##### TASK INPUTS
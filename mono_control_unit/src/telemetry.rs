//! Telemetry: external snapshot and the terminal debug tap.
//!
//! The snapshot is the only window other tasks get into the loop: a flat
//! struct of scalar fields, copied whole. Word-sized single-publisher
//! writes keep reads tear-free without locks; the size is pinned so the
//! struct never silently grows into something that no longer copies cheaply.
//!
//! The debug tap implements the three terminal commands: two render slots
//! for the realtime graph, one-shot value sampling, and six experiment
//! plot channels.

use static_assertions::const_assert_eq;

use crate::ports::PlotSink;

// ─── Debug field ids (wire contract, do not renumber) ───────────────

pub const FIELD_MOTOR_POSITION: u8 = 1;
pub const FIELD_SETPOINT: u8 = 2;
pub const FIELD_FILTERED_MOTOR_CURRENT: u8 = 3;
pub const FIELD_DERIVATIVE: u8 = 4;
pub const FIELD_PITCH_DELTA: u8 = 5;
pub const FIELD_MOTOR_CURRENT: u8 = 6;
pub const FIELD_ERPM: u8 = 7;
pub const FIELD_ABS_ERPM: u8 = 8;
pub const FIELD_LOOP_TIME: u8 = 9;
pub const FIELD_LOOP_DIFF_TIME: u8 = 10;
pub const FIELD_LOOP_OVERSHOOT: u8 = 11;
pub const FIELD_FILTERED_LOOP_OVERSHOOT: u8 = 12;
pub const FIELD_FILTERED_DIFF_TIME: u8 = 13;

// ─── Snapshot ───────────────────────────────────────────────────────

/// Immutable copy of the loop's scalar state for external readers.
#[derive(Debug, Clone, Copy, Default)]
#[repr(C)]
pub struct Snapshot {
    pub pitch: f64,
    pub roll: f64,
    pub setpoint: f64,
    /// Smoothed, clamped output current [A].
    pub pid_output: f64,
    pub motor_current: f64,
    pub erpm: f64,
    pub duty: f64,
    pub adc1: f64,
    pub adc2: f64,
    pub torquetilt_target: f64,
    pub turntilt_target: f64,
    pub integral: f64,
    pub ki: f64,
    pub switch_state: u8,
    pub phase: u8,
    /// `phase + (mode << 4) + 128·cutback`.
    pub packed_state: u8,
    pub locked: u8,
}

// 13 scalar f64 fields plus four state bytes, padded to alignment.
const_assert_eq!(core::mem::size_of::<Snapshot>(), 112);

// ─── Debug tap ──────────────────────────────────────────────────────

/// Routing state for the terminal debug commands.
#[derive(Debug, Clone, Default)]
pub struct DebugTap {
    render: [u8; 2],
    sample_field: u8,
    sample_count: u32,
    sample_index: u32,
    experiments: [u8; 6],
}

impl DebugTap {
    pub fn new() -> Self {
        Self::default()
    }

    /// `app_balance_render <field> [graph]` — route a field to one of the
    /// two realtime render slots. Out-of-range graphs fall back to 1.
    pub fn handle_render(&mut self, args: &[&str]) -> Result<(), String> {
        if args.is_empty() || args.len() > 2 {
            return Err("usage: app_balance_render <field> [graph 1|2]".to_string());
        }
        let field = parse_u8(args[0])?;
        let graph = match args.get(1) {
            Some(raw) => {
                let g: usize = raw
                    .parse()
                    .map_err(|_| format!("invalid graph: {raw}"))?;
                if (1..=2).contains(&g) {
                    g
                } else {
                    1
                }
            }
            None => 1,
        };
        self.render[graph - 1] = field;
        Ok(())
    }

    /// `app_balance_sample <field> <count>` — print the next `count`
    /// values of `field`.
    pub fn handle_sample(&mut self, args: &[&str]) -> Result<(), String> {
        if args.len() != 2 {
            return Err("usage: app_balance_sample <field> <count>".to_string());
        }
        self.sample_field = parse_u8(args[0])?;
        self.sample_count = args[1]
            .parse()
            .map_err(|_| format!("invalid count: {}", args[1]))?;
        self.sample_index = 0;
        Ok(())
    }

    /// `app_balance_experiment <field> <graph>` — stream a field onto one
    /// of the six experiment plot channels.
    pub fn handle_experiment(
        &mut self,
        args: &[&str],
        plot: &mut dyn PlotSink,
    ) -> Result<(), String> {
        if args.len() != 2 {
            return Err("usage: app_balance_experiment <field> <graph 1-6>".to_string());
        }
        let field = parse_u8(args[0])?;
        let graph: usize = args[1]
            .parse()
            .map_err(|_| format!("invalid graph: {}", args[1]))?;
        if !(1..=6).contains(&graph) {
            return Err(format!("graph {graph} out of range 1-6"));
        }
        self.experiments[graph - 1] = field;
        plot.plot_init("Milliseconds", "Balance Debug Data");
        for name in ["1", "2", "3", "4", "5", "6"] {
            plot.plot_add_graph(name);
        }
        Ok(())
    }

    /// Field routed to a render slot (slot 0 or 1); 0 = none.
    #[inline]
    pub fn render_field(&self, slot: usize) -> u8 {
        self.render[slot]
    }

    /// Field being sampled, if the countdown is still running.
    pub fn sample_pending(&mut self) -> Option<u8> {
        if self.sample_index < self.sample_count {
            self.sample_index += 1;
            Some(self.sample_field)
        } else {
            None
        }
    }

    /// The six experiment channels; 0 = channel off.
    #[inline]
    pub fn experiments(&self) -> &[u8; 6] {
        &self.experiments
    }
}

fn parse_u8(raw: &str) -> Result<u8, String> {
    raw.parse().map_err(|_| format!("invalid field: {raw}"))
}

// ─── Tests ──────────────────────────────────────────────────────────

#[cfg(test)]
mod tests {
    use super::*;
    use crate::sim::RecordingPlot;

    #[test]
    fn render_defaults_to_graph_one() {
        let mut tap = DebugTap::new();
        tap.handle_render(&["7"]).unwrap();
        assert_eq!(tap.render_field(0), FIELD_ERPM);
        assert_eq!(tap.render_field(1), 0);
    }

    #[test]
    fn render_second_graph() {
        let mut tap = DebugTap::new();
        tap.handle_render(&["2", "2"]).unwrap();
        assert_eq!(tap.render_field(1), FIELD_SETPOINT);
    }

    #[test]
    fn render_out_of_range_graph_falls_back() {
        let mut tap = DebugTap::new();
        tap.handle_render(&["4", "9"]).unwrap();
        assert_eq!(tap.render_field(0), FIELD_DERIVATIVE);
    }

    #[test]
    fn render_requires_arguments() {
        let mut tap = DebugTap::new();
        assert!(tap.handle_render(&[]).is_err());
        assert!(tap.handle_render(&["1", "2", "3"]).is_err());
        assert!(tap.handle_render(&["pitch"]).is_err());
    }

    #[test]
    fn sample_counts_down() {
        let mut tap = DebugTap::new();
        tap.handle_sample(&["6", "3"]).unwrap();
        assert_eq!(tap.sample_pending(), Some(FIELD_MOTOR_CURRENT));
        assert_eq!(tap.sample_pending(), Some(FIELD_MOTOR_CURRENT));
        assert_eq!(tap.sample_pending(), Some(FIELD_MOTOR_CURRENT));
        assert_eq!(tap.sample_pending(), None);
    }

    #[test]
    fn experiment_initializes_plot() {
        let mut tap = DebugTap::new();
        let mut plot = RecordingPlot::default();
        tap.handle_experiment(&["8", "3"], &mut plot).unwrap();
        assert_eq!(tap.experiments()[2], FIELD_ABS_ERPM);
        assert_eq!(plot.inits, 1);
        assert_eq!(plot.graphs.len(), 6);
    }

    #[test]
    fn experiment_rejects_bad_graph() {
        let mut tap = DebugTap::new();
        let mut plot = RecordingPlot::default();
        assert!(tap.handle_experiment(&["8", "7"], &mut plot).is_err());
        assert!(tap.handle_experiment(&["8"], &mut plot).is_err());
    }

    #[test]
    fn snapshot_is_plain_copy() {
        let snap = Snapshot {
            pitch: 1.5,
            phase: 11,
            ..Snapshot::default()
        };
        let copy = snap;
        assert_eq!(copy.pitch, 1.5);
        assert_eq!(copy.phase, 11);
    }
}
##########
Please write out exactly the lines from the start of the data through the line that contains "pub const FIELD_FILTERED_MOTOR_CURRENT: u8", both ends included, and nothing else.

*TASK SOLUTION*:
filename mono_control_unit/src/telemetry.rs
//! Telemetry: external snapshot and the terminal debug tap.
//!
//! The snapshot is the only window other tasks get into the loop: a flat
//! struct of scalar fields, copied whole. Word-sized single-publisher
//! writes keep reads tear-free without locks; the size is pinned so the
//! struct never silently grows into something that no longer copies cheaply.
//!
//! The debug tap implements the three terminal commands: two render slots
//! for the realtime graph, one-shot value sampling, and six experiment
//! plot channels.

use static_assertions::const_assert_eq;

use crate::ports::PlotSink;

// ─── Debug field ids (wire contract, do not renumber) ───────────────

pub const FIELD_MOTOR_POSITION: u8 = 1;
pub const FIELD_SETPOINT: u8 = 2;
pub const FIELD_FILTERED_MOTOR_CURRENT: u8 = 3;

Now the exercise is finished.